Sunday, January 10th, 2010

Institute for Far Eastern Studies (IFES)
(NK Brief No.10-01-06-1)
2010-01-06

On January 1, North Korea published its annual New Year’s Joint Editorial in the Rodong Sinmun (official newspaper of the Central Committee of the Workers’ Party of Korea), Josonimmingun (newspaper of the Korean People’s Army), and the Chongnyonjonwi (newspaper of the Central Committee of the Kim Il Sung Socialist Youth League).

The editorial introduces North Korea’s general policy direction for 2010. In the international realm, the editorial highlights the establishment of a peace regime between Pyongyang and Washington, as well as improving inter-Korean relations. Domestically, the editorial focused on improving the standard of living for the people by improving agriculture and light industries. It appears that the North has decided to focus on domestic and international stability.

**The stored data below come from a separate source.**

//! Hebbian learning over an edge's lifetime
//!
//! Run with: `cargo test --test hebbian_lifecycle`

mod common;

use chrono::Duration;
use common::{t0, user_edge};
use nous_weights::config::{CoactivationConfig, HebbianConfig, ProvisionalConfig, TimeDecayConfig};
use nous_weights::hebbian::{
    apply_time_decay, classify_edge, is_edge_dead, update_coactivation, EdgeDisposition, HebbianAction,
};
use nous_weights::policy::{build_edge, calculate_coactivation_edge};
use nous_weights::{EdgeStatus, EdgeType, WeightedEdge};

fn engage(edge: WeightedEdge, seconds: f64, minutes: i64) -> nous_weights::hebbian::CoactivationUpdateResult {
    update_coactivation(
        edge,
        seconds,
        &HebbianConfig::default(),
        &ProvisionalConfig::default(),
        t0() + Duration::minutes(minutes),
    )
}

// === Scenario 1: engagement strengthens asymptotically ===

#[test]
fn repeated_engagement_has_diminishing_returns() {
    let mut edge = user_edge("a", "b", 0.6, t0());
    let mut increments = Vec::new();

    for minute in 0..10 {
        let result = engage(edge, 30.0, minute);
        assert_eq!(result.action, HebbianAction::Strengthened);
        increments.push(result.new_weight - result.previous_weight);
        edge = result.edge;
    }

    assert!(increments.windows(2).all(|w| w[1] <= w[0] + 1e-12), "{increments:?}");
    assert!(edge.effective_weight() <= 0.9 + 1e-12, "bonus is capped at 0.3");
    assert_eq!(edge.activation_count, 10);
    assert_eq!(edge.edge.neural.co_activation_count, 10);
}

// === Scenario 2: ignores tally, then decay ===

#[test]
fn three_ignores_decay_once_and_reset() {
    let mut edge = user_edge("a", "b", 0.6, t0());
    edge = engage(edge, 10.0, 0).edge;
    let bonus = edge.components.coactivation_bonus;

    let mut actions = Vec::new();
    for minute in 1..=3 {
        let result = engage(edge, 1.0, minute);
        actions.push(result.action);
        edge = result.edge;
    }

    assert_eq!(
        actions,
        [HebbianAction::Unchanged, HebbianAction::Unchanged, HebbianAction::Decayed]
    );
    assert_eq!(edge.consecutive_ignored, 0);
    assert!((edge.components.coactivation_bonus - (bonus - 0.02)).abs() < 1e-12);
}

#[test]
fn engagement_resets_the_ignore_streak() {
    let mut edge = user_edge("a", "b", 0.6, t0());
    edge = engage(edge, 1.0, 0).edge;
    edge = engage(edge, 1.0, 1).edge;
    assert_eq!(edge.consecutive_ignored, 2);

    edge = engage(edge, 5.0, 2).edge;
    assert_eq!(edge.consecutive_ignored, 0);

    let result = engage(edge, 1.0, 3);
    assert_eq!(result.action, HebbianAction::Unchanged);
}

#[test]
fn decay_from_zero_bonus_is_floored() {
    let mut edge = user_edge("a", "b", 0.6, t0());
    for minute in 0..3 {
        edge = engage(edge, 0.0, minute).edge;
    }
    assert_eq!(edge.components.coactivation_bonus, 0.0);
    assert_eq!(edge.effective_weight(), 0.6);
}

// === Scenario 3: provisional promotion ===

#[test]
fn co_activated_edge_is_promoted_on_third_activation() {
    let outcome = calculate_coactivation_edge(0.7, &CoactivationConfig::default()).unwrap();
    let mut edge = build_edge("a".into(), "b".into(), EdgeType::CoActivated, &outcome, &ProvisionalConfig::default(), t0());
    assert_eq!(edge.status, EdgeStatus::Provisional);

    let mut promoted_at = None;
    for minute in 0..3 {
        let result = engage(edge, 1.0, minute);
        if result.promoted {
            promoted_at = Some(minute);
        }
        edge = result.edge;
    }

    assert_eq!(promoted_at, Some(2));
    assert_eq!(edge.status, EdgeStatus::Confirmed);
    assert!(edge.provisional.is_none());
    assert_eq!(
        classify_edge(&edge, &ProvisionalConfig::default(), t0() + Duration::days(60)),
        EdgeDisposition::Live
    );
}

// === Scenario 4: time decay ===

#[test]
fn time_decay_grace_period_and_periods() {
    let config = TimeDecayConfig::default();
    let mut edge = user_edge("a", "b", 0.6, t0());
    edge = engage(edge, 60.0, 0).edge;
    let bonus = edge.components.coactivation_bonus;
    assert!(bonus > 0.0);

    let at = |days| t0() + Duration::days(days);

    assert!(!apply_time_decay(edge.clone(), &config, at(29)).decay_applied);
    assert!(!apply_time_decay(edge.clone(), &config, at(59)).decay_applied, "zero whole periods");

    let result = apply_time_decay(edge.clone(), &config, at(60));
    assert!(result.decay_applied);
    assert_eq!(result.periods, 1);
    assert!((result.new_bonus - bonus * 0.95).abs() < 1e-12);
}

#[test]
fn time_decay_is_idempotent_and_monotonic() {
    let config = TimeDecayConfig::default();
    let edge = engage(user_edge("a", "b", 0.6, t0()), 60.0, 0).edge;
    let bonus = edge.components.coactivation_bonus;
    let at = |days| t0() + Duration::days(days);

    let first = apply_time_decay(edge, &config, at(100)).edge;
    let again = apply_time_decay(first.clone(), &config, at(100));
    assert!(!again.decay_applied);
    assert_eq!(again.edge, first);

    let later = apply_time_decay(first.clone(), &config, at(200)).edge;
    assert!(later.components.coactivation_bonus <= first.components.coactivation_bonus);

    // stepping through time lands where one jump does
    let direct = bonus * 0.95f64.powi(5);
    assert!((later.components.coactivation_bonus - direct).abs() < 1e-12);
}

#[test]
fn engagement_after_decay_restarts_the_clock() {
    let config = TimeDecayConfig::default();
    let edge = engage(user_edge("a", "b", 0.6, t0()), 60.0, 0).edge;
    let decayed = apply_time_decay(edge, &config, t0() + Duration::days(100)).edge;
    assert!(decayed.edge.neural.decay_factor < 1.0);

    let refreshed = update_coactivation(
        decayed,
        60.0,
        &HebbianConfig::default(),
        &ProvisionalConfig::default(),
        t0() + Duration::days(100),
    )
    .edge;
    assert_eq!(refreshed.edge.neural.decay_factor, 1.0);
    assert!(!apply_time_decay(refreshed, &config, t0() + Duration::days(120)).decay_applied);
}

// === Scenario 5: death ===

#[test]
fn an_edge_on_the_floor_without_bonus_is_dead() {
    let mut edge = user_edge("a", "b", 0.5, t0());
    assert!(!is_edge_dead(&edge));

    edge.components.base_weight = 0.08;
    assert!(is_edge_dead(&edge));

    edge.components.coactivation_bonus = 0.01;
    assert!(!is_edge_dead(&edge), "a remaining bonus keeps it alive");
}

This policy approach appears to be an attempt to strengthen the basis for the North’s drive to build a ‘Strong and Prosperous Nation’ by 2012, but in the mid- to long-term, it also seems to have been adopted with Kim Jong-eun’s succession in mind.

This year’s joint editorial focused primarily on the North’s economy. More than anything, it centered on improving the lives of the people by boosting light-industrial and agricultural output. This was highlighted in the editorial’s title, “Bring about a radical turn in the people’s standard of living by accelerating the development of light industry and agriculture once again this year that marks the 65th anniversary of the founding of the Workers’ Party of Korea,” and was a consistent theme throughout the article.

Focusing on increased economic output specifically in light industry and agriculture, it is clear that the Kim Jong Il regime is seeking to boost public support by solving food and clothing shortages.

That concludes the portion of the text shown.